= Beginning of Section =

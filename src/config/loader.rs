//! Configuration loading from disk.

use std::fs;
use std::path::Path;

use thiserror::Error;

use crate::config::schema::RelayConfig;
use crate::config::validation::{validate_config, ValidationError};

/// Error type for configuration loading.
#[derive(Debug, Error)]
pub enum ConfigError {
    #[error("IO error: {0}")]
    Io(#[from] std::io::Error),

    #[error("Parse error: {0}")]
    Parse(#[from] toml::de::Error),

    #[error("Validation failed: {}", join(.0))]
    Validation(Vec<ValidationError>),
}

fn join(errors: &[ValidationError]) -> String {
    errors
        .iter()
        .map(ToString::to_string)
        .collect::<Vec<_>>()
        .join(", ")
}

/// Load and validate configuration from a TOML file.
pub fn load_config(path: &Path) -> Result<RelayConfig, ConfigError> {
    let content = fs::read_to_string(path)?;
    parse_config(&content)
}

/// Parse and validate configuration from TOML text.
pub fn parse_config(content: &str) -> Result<RelayConfig, ConfigError> {
    let config: RelayConfig = toml::from_str(content)?;

    validate_config(&config).map_err(ConfigError::Validation)?;

    Ok(config)
}
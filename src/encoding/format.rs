//! Output formats for configuration delivery.

use std::fmt;
use std::str::FromStr;

/// The closed set of delivery formats selected by the `format` query parameter.
#[derive(Debug, Clone, Copy, PartialEq, Eq)]
pub enum OutputFormat {
    /// Document as fetched.
    Raw,
    /// `api` fields routed through the relay prefix.
    Proxy,
    /// Base-58 of the raw document.
    Base58,
    /// Base-58 of the prefixed document.
    ProxyBase58,
}

impl OutputFormat {
    pub const ALL: [OutputFormat; 4] = [
        OutputFormat::Raw,
        OutputFormat::Proxy,
        OutputFormat::Base58,
        OutputFormat::ProxyBase58,
    ];

    pub fn apply_prefix(self) -> bool {
        matches!(self, OutputFormat::Proxy | OutputFormat::ProxyBase58)
    }

    pub fn apply_base_encoding(self) -> bool {
        matches!(self, OutputFormat::Base58 | OutputFormat::ProxyBase58)
    }

    /// Mnemonic token, e.g. `proxy-base58`.
    pub fn name(self) -> &'static str {
        match self {
            OutputFormat::Raw => "raw",
            OutputFormat::Proxy => "proxy",
            OutputFormat::Base58 => "base58",
            OutputFormat::ProxyBase58 => "proxy-base58",
        }
    }

    /// Numeric token, e.g. `3`.
    pub fn code(self) -> &'static str {
        match self {
            OutputFormat::Raw => "0",
            OutputFormat::Proxy => "1",
            OutputFormat::Base58 => "2",
            OutputFormat::ProxyBase58 => "3",
        }
    }
}

impl fmt::Display for OutputFormat {
    fn fmt(&self, f: &mut fmt::Formatter<'_>) -> fmt::Result {
        f.write_str(self.name())
    }
}

/// Token that names no format.
#[derive(Debug, Clone, PartialEq, Eq)]
pub struct UnknownFormat(pub String);

impl FromStr for OutputFormat {
    type Err = UnknownFormat;

    fn from_str(token: &str) -> Result<Self, Self::Err> {
        OutputFormat::ALL
            .into_iter()
            .find(|f| f.code() == token || f.name() == token)
            .ok_or_else(|| UnknownFormat(token.to_string()))
    }
}
//! Proxy target validation and recovery.
//!
//! # Responsibilities
//! - Refuse targets pointing back at this service, both as named and as
//!   recovered
//! - Require an http(s) scheme before any network activity
//! - Recover the full target from the raw query string
//!
//! # Design Decisions
//! - Recovery is deliberately permissive: everything after the first `url=`
//!   parameter marker up to the end of the query is the target, so a target
//!   carrying its own `&`-separated query survives intact. Parameters placed
//!   after `url` therefore belong to the target, not to the relay.
//! - Percent-decoding leaves `+` alone; only `%XX` escapes are decoded

use percent_encoding::percent_decode_str;
use url::Url;

use crate::error::RelayError;

const URL_PARAM: &str = "url=";

/// A validated, absolute proxy target.
#[derive(Debug, Clone, PartialEq, Eq)]
pub struct ProxyTarget {
    url: Url,
    raw: String,
}

impl ProxyTarget {
    /// Validate `param` (the decoded `url` query value) against
    /// `service_origin`, then recover the full target from `raw_query`.
    pub fn from_request(param: &str, raw_query: Option<&str>, service_origin: &str) -> Result<Self, RelayError> {
        if starts_with_ignore_case(param, service_origin) {
            return Err(RelayError::LoopDetected { url: param.to_string() });
        }

        if !has_http_scheme(param) {
            return Err(RelayError::InvalidTarget { url: param.to_string() });
        }

        let raw = match raw_query.and_then(raw_url_tail) {
            Some(tail) => percent_decode_str(tail)
                .decode_utf8()
                .map_err(|_| RelayError::InvalidUrl { url: tail.to_string() })?
                .into_owned(),
            None => param.to_string(),
        };

        let url = Url::parse(&raw).map_err(|_| RelayError::InvalidUrl { url: raw.clone() })?;

        // The recovered tail may differ from `param`; guard what is fetched.
        if same_origin(&url, service_origin) {
            return Err(RelayError::LoopDetected { url: raw });
        }

        Ok(Self { url, raw })
    }

    pub fn url(&self) -> &Url {
        &self.url
    }

    /// Target as recovered, before URL normalization.
    pub fn as_str(&self) -> &str {
        &self.raw
    }
}

fn starts_with_ignore_case(value: &str, prefix: &str) -> bool {
    value
        .get(..prefix.len())
        .is_some_and(|head| head.eq_ignore_ascii_case(prefix))
}

/// Case-insensitive `^https?://`.
fn has_http_scheme(value: &str) -> bool {
    starts_with_ignore_case(value, "http://") || starts_with_ignore_case(value, "https://")
}

/// Whether `url` has the scheme, host and port of `service_origin`.
fn same_origin(url: &Url, service_origin: &str) -> bool {
    Url::parse(service_origin).is_ok_and(|origin| origin.origin() == url.origin())
}

/// Everything after the first `url=` parameter marker in a raw query.
fn raw_url_tail(query: &str) -> Option<&str> {
    let mut offset = 0;
    for segment in query.split('&') {
        if segment.starts_with(URL_PARAM) {
            let tail = &query[offset + URL_PARAM.len()..];
            return (!tail.is_empty()).then_some(tail);
        }
        offset += segment.len() + 1;
    }
    None
}

#[cfg(test)]
mod tests {
    use super::*;

    const ORIGIN: &str = "https://relay.example";

    fn target(param: &str, query: &str) -> Result<ProxyTarget, RelayError> {
        ProxyTarget::from_request(param, Some(query), ORIGIN)
    }

    #[test]
    fn test_loop_detected() {
        for param in [ORIGIN, "https://relay.example/?url=https://a.example/", "https://relay.example.evil/"] {
            let err = target(param, &format!("url={param}")).unwrap_err();
            assert_eq!(err, RelayError::LoopDetected { url: param.to_string() });
        }
    }

    #[test]
    fn test_loop_detected_ignoring_case() {
        let param = "HTTPS://Relay.Example/health";
        let err = target(param, &format!("url={param}")).unwrap_err();
        assert_eq!(err, RelayError::LoopDetected { url: param.to_string() });
    }

    #[test]
    fn test_loop_detected_in_recovered_tail() {
        // `%75rl` form-decodes to `url`, so the decoded parameter names an
        // allowed host while the raw tail names this service.
        let err = target(
            "https://ok.example/",
            "%75rl=https://ok.example/&url=https://relay.example/health",
        )
        .unwrap_err();
        assert_eq!(
            err,
            RelayError::LoopDetected {
                url: "https://relay.example/health".into()
            }
        );
    }

    #[test]
    fn test_loop_detected_by_normalized_origin() {
        for raw in ["https://relay.example:443/x", "https://RELAY.EXAMPLE/x", "https://relay%2Eexample/x"] {
            let err = target("https://ok.example/", &format!("url={raw}"));
            assert!(matches!(err, Err(RelayError::LoopDetected { .. })), "{raw}");
        }
    }

    #[test]
    fn test_other_port_is_not_a_loop() {
        let t = ProxyTarget::from_request(
            "http://localhost:9001/x",
            Some("url=http://localhost:9001/x"),
            "http://127.0.0.1:9000",
        )
        .unwrap();
        assert_eq!(t.url().port(), Some(9001));

        let t = target("https://ok.example/", "url=http://relay.example/x").unwrap();
        assert_eq!(t.url().scheme(), "http");
    }

    #[test]
    fn test_loop_check_precedes_scheme_check() {
        let err = ProxyTarget::from_request("ftp://self/x", Some("url=ftp://self/x"), "ftp://self").unwrap_err();
        assert!(matches!(err, RelayError::LoopDetected { .. }));
    }

    #[test]
    fn test_invalid_scheme() {
        for param in ["not-a-url", "ftp://files.example/", "//a.example/", "httpx://a"] {
            let err = target(param, &format!("url={param}")).unwrap_err();
            assert_eq!(err, RelayError::InvalidTarget { url: param.to_string() });
        }
    }

    #[test]
    fn test_scheme_is_case_insensitive() {
        let t = target("HTTPS://Origin.Example/a", "url=HTTPS://Origin.Example/a").unwrap();
        assert_eq!(t.url().as_str(), "https://origin.example/a");
    }

    #[test]
    fn test_recovers_ampersand_query() {
        let t = target(
            "https://origin.example/api.php?ac=list",
            "url=https://origin.example/api.php?ac=list&pg=2&wd=x",
        )
        .unwrap();
        assert_eq!(t.as_str(), "https://origin.example/api.php?ac=list&pg=2&wd=x");
        assert_eq!(t.url().query(), Some("ac=list&pg=2&wd=x"));
    }

    #[test]
    fn test_recovers_after_other_params() {
        let t = target("https://origin.example/", "format=1&url=https://origin.example/?a=1&b=2").unwrap();
        assert_eq!(t.as_str(), "https://origin.example/?a=1&b=2");
    }

    #[test]
    fn test_percent_decoded() {
        let t = target(
            "https://origin.example/search?q=a b",
            "url=https%3A%2F%2Forigin.example%2Fsearch%3Fq%3Da%20b%26page%3D2",
        )
        .unwrap();
        assert_eq!(t.as_str(), "https://origin.example/search?q=a b&page=2");
        assert_eq!(t.url().as_str(), "https://origin.example/search?q=a%20b&page=2");
    }

    #[test]
    fn test_plus_is_not_a_space() {
        let t = target("https://origin.example/?q=a b", "url=https://origin.example/?q=a+b").unwrap();
        assert_eq!(t.as_str(), "https://origin.example/?q=a+b");
    }

    #[test]
    fn test_similar_param_names_ignored() {
        assert_eq!(raw_url_tail("curl=x&url=https://a/"), Some("https://a/"));
        assert_eq!(raw_url_tail("myurl=https://a/"), None);
        assert_eq!(raw_url_tail("url="), None);
    }

    #[test]
    fn test_invalid_url_after_recovery() {
        let err = target("http://", "url=http://").unwrap_err();
        assert_eq!(err, RelayError::InvalidUrl { url: "http://".into() });

        let err = target("http://a.example/", "url=http://a.example/%FF").unwrap_err();
        assert!(matches!(err, RelayError::InvalidUrl { .. }));
    }

    #[test]
    fn test_without_raw_query_uses_param() {
        let t = ProxyTarget::from_request("https://origin.example/x", None, ORIGIN).unwrap();
        assert_eq!(t.as_str(), "https://origin.example/x");
    }
}
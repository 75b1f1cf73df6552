//! Formatted configuration delivery.

use axum::http::StatusCode;
use axum::response::Response;

use crate::encoding::{self, format::UnknownFormat, OutputFormat};
use crate::error::RelayError;
use crate::http::response::typed;
use crate::sources::{DocumentFetcher, SourceResolver};

const JSON_BODY: &str = "application/json;charset=UTF-8";
const BASE58_BODY: &str = "text/plain;charset=UTF-8";

/// Prefix used when the caller supplies none: route `api` calls back
/// through this service's proxy endpoint.
pub fn default_prefix(origin: &str) -> String {
    format!("{origin}/?url=")
}

/// Resolve `source`, apply the transforms `format` asks for, and render.
pub async fn deliver<F: DocumentFetcher>(
    resolver: &SourceResolver<F>,
    format: &str,
    source: Option<&str>,
    prefix: Option<&str>,
    origin: &str,
) -> Result<Response, RelayError> {
    let format: OutputFormat = format
        .parse()
        .map_err(|UnknownFormat(format)| RelayError::InvalidFormat { format })?;

    let document = resolver.resolve(source, origin).await?;

    let document = if format.apply_prefix() {
        let prefix = prefix.map(str::to_string).unwrap_or_else(|| default_prefix(origin));
        encoding::rewrite_prefix(&document, &prefix)
    } else {
        document
    };

    if format.apply_base_encoding() {
        Ok(typed(StatusCode::OK, BASE58_BODY, encoding::encode(&document)))
    } else {
        Ok(typed(StatusCode::OK, JSON_BODY, encoding::canonical_json(&document)))
    }
}

#[cfg(test)]
mod tests {
    use super::*;
    use crate::config::SourcesConfig;
    use crate::sources::{FetchError, SourceCatalog};
    use axum::http::header;
    use serde_json::{json, Value};
    use std::sync::Arc;
    use url::Url;

    /// Answers every URL with the same document, or fails every fetch.
    struct StaticFetcher(Option<Value>);

    impl DocumentFetcher for StaticFetcher {
        async fn fetch_json(&self, _url: &Url) -> Result<Value, FetchError> {
            self.0.clone().ok_or(FetchError::Status(reqwest::StatusCode::BAD_GATEWAY))
        }
    }

    const ORIGIN: &str = "https://relay.example";

    fn resolver(document: Option<Value>) -> SourceResolver<StaticFetcher> {
        let catalog = SourceCatalog::from_config(&SourcesConfig::default()).unwrap();
        SourceResolver::new(Arc::new(catalog), StaticFetcher(document))
    }

    fn sample() -> Value {
        json!({"cache_time": 7200, "api_site": {"a": {"api": "https://a.example/api.php", "name": "A"}}})
    }

    async fn body(response: Response) -> String {
        let bytes = axum::body::to_bytes(response.into_body(), usize::MAX).await.unwrap();
        String::from_utf8(bytes.to_vec()).unwrap()
    }

    #[tokio::test]
    async fn test_raw() {
        let response = deliver(&resolver(Some(sample())), "raw", None, None, ORIGIN).await.unwrap();
        assert_eq!(response.headers()[header::CONTENT_TYPE], JSON_BODY);
        assert_eq!(response.headers()[header::ACCESS_CONTROL_ALLOW_ORIGIN], "*");
        let delivered: Value = serde_json::from_str(&body(response).await).unwrap();
        assert_eq!(delivered, sample());
    }

    #[tokio::test]
    async fn test_proxy_uses_default_prefix() {
        let response = deliver(&resolver(Some(sample())), "1", None, None, ORIGIN).await.unwrap();
        let delivered: Value = serde_json::from_str(&body(response).await).unwrap();
        assert_eq!(
            delivered["api_site"]["a"]["api"],
            "https://relay.example/?url=https://a.example/api.php"
        );
    }

    #[tokio::test]
    async fn test_proxy_with_custom_prefix() {
        let response = deliver(&resolver(Some(sample())), "proxy", None, Some("https://p.example/?u="), ORIGIN)
            .await
            .unwrap();
        let delivered: Value = serde_json::from_str(&body(response).await).unwrap();
        assert_eq!(delivered["api_site"]["a"]["api"], "https://p.example/?u=https://a.example/api.php");
    }

    #[tokio::test]
    async fn test_base58_variants() {
        let raw = deliver(&resolver(Some(sample())), "2", None, None, ORIGIN).await.unwrap();
        assert_eq!(raw.headers()[header::CONTENT_TYPE], BASE58_BODY);
        assert_eq!(body(raw).await, encoding::encode(&sample()));

        let proxied = deliver(&resolver(Some(sample())), "proxy-base58", None, None, ORIGIN).await.unwrap();
        let expected = encoding::encode(&encoding::rewrite_prefix(&sample(), &default_prefix(ORIGIN)));
        assert_eq!(body(proxied).await, expected);
    }

    #[tokio::test]
    async fn test_invalid_format_checked_before_fetch() {
        let err = deliver(&resolver(None), "99", None, None, ORIGIN).await.unwrap_err();
        assert_eq!(err, RelayError::InvalidFormat { format: "99".into() });
    }

    #[tokio::test]
    async fn test_exhausted_sources() {
        let err = deliver(&resolver(None), "0", Some("jin18"), None, ORIGIN).await.unwrap_err();
        assert_eq!(err, RelayError::AllSourcesExhausted);
    }

    #[tokio::test]
    async fn test_json_output_is_canonical() {
        let document: Value = serde_json::from_str(r#"{"cache_time":7200.0}"#).unwrap();
        let response = deliver(&resolver(Some(document)), "raw", None, None, ORIGIN).await.unwrap();
        assert_eq!(body(response).await, r#"{"cache_time":7200}"#);
    }
}
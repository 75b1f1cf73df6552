//! Configuration schema definitions.
//!
//! This module defines the complete configuration structure for the relay.
//! All types derive Serde traits for deserialization from config files.

use std::collections::BTreeMap;

use serde::{Deserialize, Serialize};

/// Root configuration for the relay.
#[derive(Debug, Clone, Deserialize, Serialize, Default)]
#[serde(default)]
pub struct RelayConfig {
    /// Listener configuration (bind address, TLS).
    pub listener: ListenerConfig,

    /// Service identity and local collaborators.
    pub server: ServerConfig,

    /// Timeout configuration.
    pub timeouts: TimeoutConfig,

    /// Configuration document sources.
    pub sources: SourcesConfig,

    /// Inbound limits.
    pub security: SecurityConfig,

    /// Observability settings.
    pub observability: ObservabilityConfig,
}

/// Listener configuration.
#[derive(Debug, Clone, Deserialize, Serialize)]
#[serde(default)]
pub struct ListenerConfig {
    /// Bind address (e.g., "0.0.0.0:8080").
    pub bind_address: String,

    /// Optional TLS configuration.
    pub tls: Option<TlsConfig>,
}

impl Default for ListenerConfig {
    fn default() -> Self {
        Self {
            bind_address: "0.0.0.0:8080".to_string(),
            tls: None,
        }
    }
}

/// TLS configuration for the listener.
#[derive(Debug, Clone, Deserialize, Serialize)]
pub struct TlsConfig {
    /// Path to certificate file (PEM).
    pub cert_path: String,

    /// Path to private key file (PEM).
    pub key_path: String,
}

/// Service identity and local collaborators.
#[derive(Debug, Clone, Deserialize, Serialize)]
#[serde(default)]
pub struct ServerConfig {
    /// Externally visible origin (e.g. "https://relay.example").
    /// When unset, the origin is derived from each request.
    pub public_origin: Option<String>,

    /// Health check path.
    pub health_path: String,

    /// Directory backing `*.json` requests. No directory means 404.
    pub assets_dir: Option<String>,
}

impl Default for ServerConfig {
    fn default() -> Self {
        Self {
            public_origin: None,
            health_path: "/health".to_string(),
            assets_dir: None,
        }
    }
}

/// Timeout configuration for outbound calls and whole requests.
#[derive(Debug, Clone, Deserialize, Serialize)]
#[serde(default)]
pub struct TimeoutConfig {
    /// Proxy exchange deadline (until response headers) in seconds.
    pub proxy_secs: u64,

    /// Deadline for each config source fetch attempt in seconds.
    pub source_fetch_secs: u64,

    /// Whole-request deadline in seconds.
    pub request_secs: u64,
}

impl Default for TimeoutConfig {
    fn default() -> Self {
        Self {
            proxy_secs: 9,
            source_fetch_secs: 9,
            request_secs: 30,
        }
    }
}

/// Config document sources, keyed by logical id.
#[derive(Debug, Clone, Deserialize, Serialize)]
#[serde(default)]
pub struct SourcesConfig {
    /// Id used when a request names none or an unknown one.
    pub default: String,

    /// Source definitions.
    pub entries: BTreeMap<String, SourceEntry>,
}

/// One source: a remote primary and a fallback that may be root-relative.
#[derive(Debug, Clone, PartialEq, Eq, Deserialize, Serialize)]
pub struct SourceEntry {
    /// Absolute http(s) URL.
    pub primary: String,

    /// Absolute URL, or a path such as "/full.json" resolved against the
    /// serving origin.
    pub fallback: String,
}

const UPSTREAM_BASE: &str = "https://raw.githubusercontent.com/xixianloux/LunaTV-config/refs/heads/main";

impl Default for SourcesConfig {
    fn default() -> Self {
        let entry = |remote: &str, local: &str| SourceEntry {
            primary: format!("{UPSTREAM_BASE}/{remote}"),
            fallback: local.to_string(),
        };

        let mut entries = BTreeMap::new();
        entries.insert("jin18".to_string(), entry("jin18.json", "/jin18.json"));
        entries.insert("jingjian".to_string(), entry("jingjian.json", "/jingjian.json"));
        entries.insert("full".to_string(), entry("LunaTV-config.json", "/LunaTV-config.json"));

        Self {
            default: "full".to_string(),
            entries,
        }
    }
}

/// Inbound limits.
#[derive(Debug, Clone, Deserialize, Serialize)]
#[serde(default)]
pub struct SecurityConfig {
    /// Maximum buffered request body size in bytes.
    pub max_body_size: usize,
}

impl Default for SecurityConfig {
    fn default() -> Self {
        Self {
            max_body_size: 2 * 1024 * 1024, // 2MB
        }
    }
}

/// Log output format.
#[derive(Debug, Clone, Copy, PartialEq, Eq, Deserialize, Serialize, Default)]
#[serde(rename_all = "lowercase")]
pub enum LogFormat {
    #[default]
    Pretty,
    Json,
}

/// Observability configuration.
#[derive(Debug, Clone, Deserialize, Serialize)]
#[serde(default)]
pub struct ObservabilityConfig {
    /// Log level (trace, debug, info, warn, error).
    pub log_level: String,

    /// Log line format.
    pub log_format: LogFormat,

    /// Enable metrics endpoint.
    pub metrics_enabled: bool,

    /// Metrics endpoint bind address.
    pub metrics_address: String,
}

impl Default for ObservabilityConfig {
    fn default() -> Self {
        Self {
            log_level: "info".to_string(),
            log_format: LogFormat::Pretty,
            metrics_enabled: true,
            metrics_address: "0.0.0.0:9090".to_string(),
        }
    }
}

= End of Section =

== TASK ==
Please state how many lines in the entries above include the string "SourceResolver", and write only that number.

== ANSWER SPACE ==
4